At Vivi the country is much eroded, granitic rocks, schist, mica, gneiss, and quartz are exposed. The hill-sides are rock strewn, and the country is wild and desolate, covered with weak grass and stunted gnarled trees. In the more level spots rich soil has collected, and the natives cultivate there their cassava, ground-nuts, etc. This is the nature of the country for the next fifty miles. Near the river a chaos of hills, further away rolling plateau, covered with strong grass and stunted trees. The tops of these nzanza, by Mr. Stanley’s careful survey, vary but fifty feet over stretches of forty miles. Above Isangila limestone crops up with slaty rocks, the main level near the river is lower, and traversed by straight ridges of hills running parallel with the coast, and from five to ten miles apart. Clear of the limestone, the country is once more a torn plateau, slate and shale abound, until at 200 miles from the coast occurs a very marked step of 700 feet. Here the country is from 2,300 to 2,500 feet above the sea, and continues so, the rock being a red or purple sandstone. Several higher ridges cross the country as you near Stanley Pool, cut abruptly by the gorge of the river, and continued on beyond. Stanley Pool is a widening out of the river in a weak point among the hills, which marks the head of the cataract region, the water level being about 1,000 feet above the sea. The plateau country continues for a further 150 miles, when hills disappear, and the main level appears to be about 1,100 feet above the sea. From Irebu, 250 miles above the Pool, to Stanley Falls, the banks are forest-clad. The country then divides itself into three regions between the coast and Stanley Falls. The lower river 100 miles, cataract region 200 miles (nearly 300 miles in winding course), the upper river 1,060 miles.

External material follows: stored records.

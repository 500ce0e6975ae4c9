// Copyright (c) 2026 The pintan Developers

//! PIN/TAN dialog client library (and CLI)
//!
//! This provides a [DialogHandle] driving dialog initialisation and job
//! batches against a bank via an [Exchange] implementation, with TAN
//! negotiation handled by a [Passport][pintan_core::passport::Passport].
//!

use std::fmt::{Debug, Display};

use async_trait::async_trait;

/// Re-export `pintan-core` for consumers
pub use pintan_core;

/// Re-export `pintan-proto` for consumers
pub use pintan_proto::{self as proto};

use proto::{data::Data, process::DialogTemplate};
use pintan_core::dialog::Task;

mod handle;
pub use handle::DialogHandle;

mod error;
pub use error::Error;

/// Outbound message content, encoded by the [Exchange]
#[derive(Clone, PartialEq, Debug)]
pub enum Request {
    /// Dialog initialisation with the provided template and fields
    Init {
        template: DialogTemplate,
        fields: Data,
    },
    /// Business message carrying the provided tasks in order
    Message { tasks: Vec<Task> },
}

/// [Exchange] encodes and transmits messages to the bank server
#[async_trait]
pub trait Exchange {
    type Error: Debug + Display + Send + Sync + 'static;

    /// Encode a request to a message for signing
    async fn encode(&self, req: &Request) -> Result<Vec<u8>, Self::Error>;

    /// Send a signed message, returning the flattened reply data
    async fn send(&self, msg: &[u8], signature: &str) -> Result<Data, Self::Error>;
}

#[async_trait]
impl<T: Exchange + Send + Sync> Exchange for &T {
    type Error = T::Error;

    async fn encode(&self, req: &Request) -> Result<Vec<u8>, Self::Error> {
        T::encode(self, req).await
    }

    async fn send(&self, msg: &[u8], signature: &str) -> Result<Data, Self::Error> {
        T::send(self, msg, signature).await
    }
}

Or coast level fifty miles, plateau level 400 miles, central level 900 miles, of which 800 miles are forest-clad banks.

The cataract region is the obstacle that has kept so long secret this great highway; but that passed, on the upper river there are 1,100 miles of unimpeded navigation, while the affluents are estimated at 2,000 miles; beyond the Stanley Falls stretch another 2,000 miles of riverway. Two of the affluents have been explored, and on each was found a lake, while the natives at the mouths of other affluents speak of lakes. It is highly probable that further explorations will reveal other lake regions, all available to the steamers and boats on the upper river.

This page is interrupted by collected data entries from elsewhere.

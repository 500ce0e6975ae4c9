// Copyright (c) 2026 The pintan Developers

//! Strong customer authentication during dialog initialisation
//!
//! The negotiation runs `None → Step1 → Step2 → None` on
//! [DialogContext::sca][crate::dialog::DialogContext::sca]. Step one attaches
//! a `HKTAN` to the initialisation message. Where the bank answers with a
//! challenge the initialisation is repeated with the
//! [InitSca][DialogTemplate::InitSca] template carrying the TAN.

use alloc::string::String;

use pintan_proto::{
    prelude::*,
    query::{tan_request_prefix, TAN_RESPONSE, UPD_TAN_MEDIA},
    SCA_ADMIN_SEGMENTS, TAN_MEDIA_NOREF,
};

use super::{Driver, Error, Passport, TanMethod};
use crate::dialog::{DialogContext, TanRequest};

/// Default `HKTAN` version where the current method has no catalog entry
pub const DEFAULT_TAN_SEG_VERSION: u32 = 6;

/// First `HKTAN` version supporting SCA during dialog initialisation
pub const MIN_SCA_SEG_VERSION: u32 = 6;

/// First `HKTAN` version carrying a TAN media name
pub const MIN_TAN_MEDIA_SEG_VERSION: u32 = 3;

/// Placeholder order hash sent with SCA requests
const ORDER_HASH_PLACEHOLDER: [u8; 4] = [0u8; 4];

/// Placeholder challenge class sent with process variant 1 SCA requests
const CHALLENGE_CLASS_PLACEHOLDER: &str = "99";

impl<DRV: Driver> Passport<DRV> {
    /// Catalog entry of the current method, where one exists
    pub fn current_method_info(&mut self) -> Result<Option<TanMethod>, Error> {
        let id = self.current_method(false)?;
        Ok(self.catalog.get(&id).cloned())
    }

    /// Resolve the TAN media name for a request with the provided
    /// `HKTAN` version
    pub(crate) fn tan_media(&mut self, seg_version: u32, method: Option<&TanMethod>) -> String {
        if seg_version < MIN_TAN_MEDIA_SEG_VERSION {
            return String::new();
        }

        let required = method.map(|m| m.tan_media_required()).unwrap_or(false);
        if !required {
            return String::new();
        }

        let default = self
            .upd
            .as_ref()
            .and_then(|upd| upd.get(UPD_TAN_MEDIA))
            .unwrap_or_default();

        let media = self.drv.request_tan_media(default);
        if !media.is_empty() {
            return media;
        }

        #[cfg(feature = "log")]
        log::warn!("TAN media required but none provided, using '{}'", TAN_MEDIA_NOREF);

        String::from(TAN_MEDIA_NOREF)
    }

    /// Attach `HKTAN` fields to a dialog initialisation message
    pub(crate) fn sca_request(&mut self, ctx: &mut DialogContext) -> Result<(), Error> {
        match ctx.template() {
            Some(t) if t.sends_sca() => (),
            _ => return Ok(()),
        }

        let method = self.current_method_info()?;
        let (seg_version, variant) = match &method {
            Some(m) => (m.seg_version, m.variant()),
            None => (DEFAULT_TAN_SEG_VERSION, ProcessVariant::Two),
        };

        if seg_version < MIN_SCA_SEG_VERSION {
            #[cfg(feature = "log")]
            log::debug!("HKTAN{} does not support SCA, skipping", seg_version);
            return Ok(());
        }

        let step = *ctx.sca.get_or_insert(ScaStep::Step1);

        // Administrative transactions are referenced in place of the identification
        let order_seg_code = ctx
            .queue
            .as_ref()
            .and_then(|q| {
                SCA_ADMIN_SEGMENTS
                    .iter()
                    .find(|code| q.find_task(code).is_some())
            })
            .copied()
            .unwrap_or(SEG_IDENTIFICATION);

        let process = TanProcess::select(variant, step);

        #[cfg(feature = "log")]
        log::debug!(
            "creating HKTAN{} for SCA ({}, variant: {}, process: {}, order: {})",
            seg_version,
            step,
            variant,
            process,
            order_seg_code
        );

        let mut req = TanRequest::new(process);
        req.order_seg_code = String::from(order_seg_code);
        match variant {
            ProcessVariant::One => {
                req.challenge_class = String::from(CHALLENGE_CLASS_PLACEHOLDER);
            }
            ProcessVariant::Two => {
                req.order_hash = Some(ORDER_HASH_PLACEHOLDER.to_vec());
            }
        }
        if step == ScaStep::Step2 {
            req.order_ref = String::from(self.challenge.order_ref().unwrap_or_default());
        }
        req.tan_media = self.tan_media(seg_version, method.as_ref());

        if let Some(init) = ctx.init.as_mut() {
            req.write_fields(&mut init.fields, &tan_request_prefix(seg_version));
        }

        Ok(())
    }

    /// Harvest the `HITAN` challenge from a dialog initialisation reply
    pub(crate) fn sca_response(&mut self, ctx: &mut DialogContext) {
        match ctx.template() {
            Some(t) if t.sends_sca() => (),
            _ => return,
        }

        if ctx.anonymous || self.anonymous {
            #[cfg(feature = "log")]
            log::debug!("anonymous dialog, skipping SCA response");
            ctx.sca = None;
            return;
        }

        let step = match ctx.sca {
            Some(s) => s,
            None => return,
        };

        let status = match &ctx.status {
            Some(s) => s,
            None => return,
        };

        // Exemption granted, no TAN required
        if status.find_warnings(KnownReturnCode::W3076).next().is_some() {
            #[cfg(feature = "log")]
            log::debug!("found 3076, no SCA required");
            ctx.sca = None;
            return;
        }

        let res = status.data.find(TAN_RESPONSE);

        match step {
            ScaStep::Step1 => {
                // No challenge yet, handled as a regular reply
                if res.is_empty() {
                    return;
                }

                #[cfg(feature = "log")]
                log::debug!("SCA challenge received, requesting second step");

                self.challenge.set_challenge(res.get("challenge"));
                self.challenge.set_challenge_hhd_uc(res.get("challenge_hhd_uc"));
                self.challenge.set_order_ref(res.get("orderref"));

                ctx.sca = Some(ScaStep::Step2);
                if let Some(init) = ctx.init.as_mut() {
                    init.template = DialogTemplate::InitSca;
                }
                ctx.set_repeat();
            }
            ScaStep::Step2 => {
                #[cfg(feature = "log")]
                if !res.is_empty() {
                    log::debug!("final SCA response received");
                }

                ctx.sca = None;
            }
        }
    }
}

Communications interiorwards are certain; but between the coast and Stanley Pool everything must be transported on men’s heads, until there shall be a railway. The roads are mere footpaths over the hills from town to town; while the tall thick grass is so strong that it must be hoed up and the bushes cleared before any wheeled carriage could be used. Then again the country is so torn, and streams in their deep gorges so abundant, that travelling is very largely a series of ascents and descents.


CHAPTER III.
Vegetation, Climate, and People.

The vegetation is very varied in the rock-strewn sides of the ravines, in the granitic and quartzose regions it is very bare and weak. But where the plateau level has been less disturbed, the thick maxinde grass (x = sh) shows the richness of the soil; while the carefully tended farms near the towns, beautiful with the rich green of the ground-nut, thickly tangled with sweet-potatoes, or jungled with cassava bushes, show what can be done with the soil, by clearing and a little scratching with the hoe.